The functional medicine model is patient centered and highly individualized. It’s a far cry from treating symptoms and summarizing those symptoms as a diagnosis. Instead, it’s about partnering with patients to investigate what is really happening under the surface of their bodies. It’s about treating the patient, and not the symptoms.
However, this means that aspects of the patient’s life that are overlooked by conventional care must be addressed. Factors like the health of the patient’s mother during childbearing years, childhood trauma, antibiotic use, exposures to cigarette smoke or growing up in an agricultural area all provide clues about how and when the body was compromised. Many of my patients are surprised to learn that if their mother smoked or drank soda everyday while she was pregnant, that may be affecting their current health. Being born C-section or being bottle-fed is scientifically proven to increase the risk of chronic disease. Each body is constantly navigating and responding to its environment from the moment it begins to grow. The more information we have as functional medicine providers, the better we can correct course when it goes off-track.
Functional Medicine Considers the Mind-Body Connection
There is more to wellness than diet and exercise. Stress, emotional state, relationships and community are figured into each patient’s story. Consider a person that goes home to an abusive or high-stress environment each day. We know that this causes a cascade of hormones to be released within the body, causing a fight or flights response. Those hormones can cause inflammation, digestive dysfunction, thyroid imbalance and more. If we truly want to understand why a patient is suffering, we have to understand the patient’s state of mind and spirit, and not just their symptoms. This means that at every encounter with a patient, I bring my expertise as a doctor and they bring expertise about their body and experiences. Together, we are an expert team.
Together, we create a plan and implement it with an open mind. If something does not feel right for either one of us or if it isn’t working, we change course. We must be open to the reality that the body is dynamic and ever-changing so if needed, we may shift course or throw the plan out the window and start again.
Functional Medicine is Individualized
Functional medicine also diverges from Western medicine in that no two treatment plans are alike. We call this individualized care or precision medicine. Each patient’s care plan is as unique as their body is. For example, while there are guiding principles that can be applied in every diabetes plan, just because two people share the condition of high blood sugar, it does not mean that their conditions developed for the same reasons or even with the same underlying biochemical patterns. To effectively care for each patient, functional medicine providers must tailor treatment and stay engaged to make sure that the patient responds favorably.

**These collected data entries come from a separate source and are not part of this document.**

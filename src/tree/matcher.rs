//! Path matching and redirect resolution over a [`RouteTree`].
//!
//! Matching walks the tree depth-first. At each level candidates are tried in
//! four groups, each in declaration order:
//!
//! 1. siblings whose first segment is a literal equal to the current segment
//! 2. siblings whose first segment is a parameter
//! 3. empty-path siblings (index and componentless routes)
//! 4. wildcard siblings
//!
//! A failing candidate is backtracked (captured parameters and chain entries
//! are dropped) before the next one is tried, so the first declared sibling
//! that leads to a terminal node wins.

use serde_json::Value;
use smallvec::SmallVec;
use std::collections::HashMap;
use std::sync::Arc;
use std::time::{Duration, Instant};
use tracing::{debug, info, warn};

use super::core::{RouteId, RouteKind, RouteNode, RouteTree};
use super::decl::{MatchPolicy, Metadata};
use super::segment::{split_url, Segment};
use crate::error::{NavigationError, NoMatchError, RedirectLoopError};
use crate::view::ViewId;

/// Maximum number of captured parameters before heap allocation.
pub const MAX_INLINE_PARAMS: usize = 8;

/// Redirect hops followed before giving up with [`RedirectLoopError`].
pub const DEFAULT_MAX_REDIRECTS: usize = 10;

/// Captured `(name, value)` pairs. Names are shared with the tree.
pub type ParamVec = SmallVec<[(Arc<str>, String); MAX_INLINE_PARAMS]>;

/// Result of resolving a path to a view-bearing node.
#[derive(Debug, Clone)]
pub struct RouteMatch {
    /// Terminal node
    pub route: RouteId,
    /// View bound to the terminal node
    pub view: ViewId,
    /// Matched nodes from the root down to the terminal node
    pub chain: SmallVec<[RouteId; 8]>,
    /// Captured path parameters in match order
    pub path_params: ParamVec,
    /// Breadcrumb keys of the matched chain, root-most first
    pub breadcrumbs: Vec<String>,
    /// Normalized URL that finally matched (after redirects)
    pub url: String,
    /// Redirect targets followed, in order
    pub redirects: Vec<String>,
    metadata: Vec<Arc<Metadata>>,
}

impl RouteMatch {
    /// Get a path parameter by name.
    ///
    /// Uses "last write wins" semantics when a name is captured at more than
    /// one depth.
    #[inline]
    #[must_use]
    pub fn get_path_param(&self, name: &str) -> Option<&str> {
        self.path_params
            .iter()
            .rfind(|(k, _)| k.as_ref() == name)
            .map(|(_, v)| v.as_str())
    }

    /// Convert path params to a HashMap. Allocates.
    #[must_use]
    pub fn path_params_map(&self) -> HashMap<String, String> {
        self.path_params
            .iter()
            .map(|(k, v)| (k.to_string(), v.clone()))
            .collect()
    }

    /// Metadata value for `key` from the nearest node on the chain that declares it.
    #[must_use]
    pub fn data(&self, key: &str) -> Option<&Value> {
        self.metadata.iter().rev().find_map(|m| m.get(key))
    }

    /// Every value declared for `key` along the chain, root-most first.
    #[must_use]
    pub fn data_trail(&self, key: &str) -> Vec<&Value> {
        self.metadata.iter().filter_map(|m| m.get(key)).collect()
    }
}

enum Terminal<'a> {
    View {
        view: &'a ViewId,
    },
    Redirect {
        to: &'a str,
        /// Index of the first segment handled by the redirect node's level
        base: usize,
        /// Index of the first segment the redirect node did not consume
        rest: usize,
    },
}

#[derive(Default)]
struct MatchState<'a> {
    chain: SmallVec<[&'a RouteNode; 8]>,
    params: ParamVec,
}

/// Consume `node`'s own segments from the front of `segs`, capturing parameters.
fn consume(node: &RouteNode, segs: &[&str], params: &mut ParamVec) -> Option<usize> {
    let mut consumed = 0;
    for segment in node.segments.iter() {
        match segment {
            Segment::Wildcard => return Some(segs.len()),
            Segment::Literal(text) => {
                if segs.get(consumed)? != &text.as_ref() {
                    return None;
                }
            }
            Segment::Param(name) => {
                let value = segs.get(consumed)?;
                params.push((Arc::clone(name), (*value).to_string()));
            }
        }
        consumed += 1;
    }
    Some(consumed)
}

fn candidate_group(node: &RouteNode, segs: &[&str]) -> Option<u8> {
    match node.segments.first() {
        Some(Segment::Literal(text)) => (segs.first() == Some(&text.as_ref())).then_some(0),
        Some(Segment::Param(_)) => (!segs.is_empty()).then_some(1),
        None => Some(2),
        Some(Segment::Wildcard) => Some(3),
    }
}

fn match_level<'a>(
    nodes: &'a [RouteNode],
    segs: &[&str],
    offset: usize,
    state: &mut MatchState<'a>,
) -> Option<Terminal<'a>> {
    for group in 0..4u8 {
        for node in nodes {
            if candidate_group(node, segs) != Some(group) {
                continue;
            }
            let mark = state.params.len();
            if let Some(terminal) = try_node(node, segs, offset, state) {
                return Some(terminal);
            }
            state.params.truncate(mark);
        }
    }
    None
}

fn try_node<'a>(
    node: &'a RouteNode,
    segs: &[&str],
    offset: usize,
    state: &mut MatchState<'a>,
) -> Option<Terminal<'a>> {
    let consumed = consume(node, segs, &mut state.params)?;
    let rest = &segs[consumed..];

    match &node.kind {
        RouteKind::Redirect { to } => {
            if node.policy == MatchPolicy::Exact && !rest.is_empty() {
                return None;
            }
            Some(Terminal::Redirect {
                to,
                base: offset,
                rest: offset + consumed,
            })
        }
        RouteKind::Leaf { view } => {
            if !rest.is_empty() {
                return None;
            }
            state.chain.push(node);
            Some(Terminal::View { view })
        }
        RouteKind::Branch { view, children } => {
            if node.policy == MatchPolicy::Exact && !rest.is_empty() {
                return None;
            }
            state.chain.push(node);
            if let Some(terminal) = match_level(children, rest, offset + consumed, state) {
                return Some(terminal);
            }
            if rest.is_empty() {
                if let Some(view) = view {
                    return Some(Terminal::View { view });
                }
            }
            state.chain.pop();
            None
        }
    }
}

/// Build the path a redirect re-dispatches to.
fn redirect_target(
    to: &str,
    segs: &[&str],
    base: usize,
    rest: usize,
    params: &ParamVec,
) -> String {
    let mut parts: Vec<&str> = if to.starts_with('/') {
        Vec::new()
    } else {
        segs[..base].to_vec()
    };
    for part in to.split('/').filter(|s| !s.is_empty()) {
        let resolved = part
            .strip_prefix(':')
            .and_then(|name| params.iter().rfind(|(k, _)| k.as_ref() == name))
            .map_or(part, |(_, v)| v.as_str());
        parts.push(resolved);
    }
    parts.extend_from_slice(&segs[rest..]);
    parts.join("/")
}

impl RouteTree {
    /// Resolve `path` to a view-bearing node, following redirects.
    ///
    /// # Errors
    ///
    /// * [`NavigationError::NoMatch`] when no node matches
    /// * [`NavigationError::RedirectLoop`] after more than `max_redirects` hops
    pub fn resolve(&self, path: &str, max_redirects: usize) -> Result<RouteMatch, NavigationError> {
        let start = Instant::now();
        let original = split_url(path).join("/");
        let mut url = original.clone();
        let mut hops: Vec<String> = Vec::new();

        loop {
            let segs: Vec<&str> = url.split('/').filter(|s| !s.is_empty()).collect();
            let mut state = MatchState::default();

            match match_level(&self.roots, &segs, 0, &mut state) {
                None => {
                    warn!(
                        path = %original,
                        resolved = %url,
                        redirects = hops.len(),
                        "No route matched"
                    );
                    return Err(NoMatchError { path: url }.into());
                }
                Some(Terminal::Redirect { to, base, rest }) => {
                    if hops.len() >= max_redirects {
                        warn!(
                            path = %original,
                            limit = max_redirects,
                            hops = ?hops,
                            "Redirect limit exceeded"
                        );
                        return Err(RedirectLoopError {
                            path: original,
                            hops,
                            limit: max_redirects,
                        }
                        .into());
                    }
                    let next = redirect_target(to, &segs, base, rest, &state.params);
                    debug!(from = %url, to = %next, "Following redirect");
                    hops.push(next.clone());
                    url = next;
                }
                Some(Terminal::View { view }) => {
                    let elapsed = start.elapsed();
                    let breadcrumbs: Vec<String> = state
                        .chain
                        .iter()
                        .filter_map(|n| n.breadcrumb().map(str::to_string))
                        .collect();
                    let route = state.chain.last().map(|n| n.id).unwrap_or(RouteId(0));

                    if elapsed > Duration::from_millis(1) {
                        warn!(
                            path = %original,
                            route_id = route.0,
                            view = %view,
                            duration_us = elapsed.as_micros(),
                            "Slow route matching detected"
                        );
                    } else {
                        info!(
                            path = %original,
                            resolved = %url,
                            route_id = route.0,
                            view = %view,
                            path_params = ?state.params,
                            breadcrumbs = ?breadcrumbs,
                            duration_us = elapsed.as_micros(),
                            "Route matched"
                        );
                    }

                    return Ok(RouteMatch {
                        route,
                        view: view.clone(),
                        chain: state.chain.iter().map(|n| n.id).collect(),
                        metadata: state
                            .chain
                            .iter()
                            .map(|n| Arc::clone(&n.metadata))
                            .collect(),
                        path_params: state.params,
                        breadcrumbs,
                        url,
                        redirects: hops,
                    });
                }
            }
        }
    }

    /// Resolve with the default redirect limit.
    pub fn resolve_default(&self, path: &str) -> Result<RouteMatch, NavigationError> {
        self.resolve(path, DEFAULT_MAX_REDIRECTS)
    }
}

Not just symptom relief, but optimal health
This intentional and comprehensive approach is why functional medicine is reversing tragic diseases like diabetes, autoimmunity, cardiovascular disease, metabolic syndrome and even cognitive decline. By understanding the interconnectedness of every system in the body and applying evidence-based medical practice, each body has to opportunity to heal. This is what our bodies innately do, otherwise we wouldn’t survive a paper cut. Using scientific principles to tap into this innate wisdom is how functional medicine is answering today’s chronic disease epidemic. Functional medicine not only heals disease, but it sets the foundation for optimal health and longevity!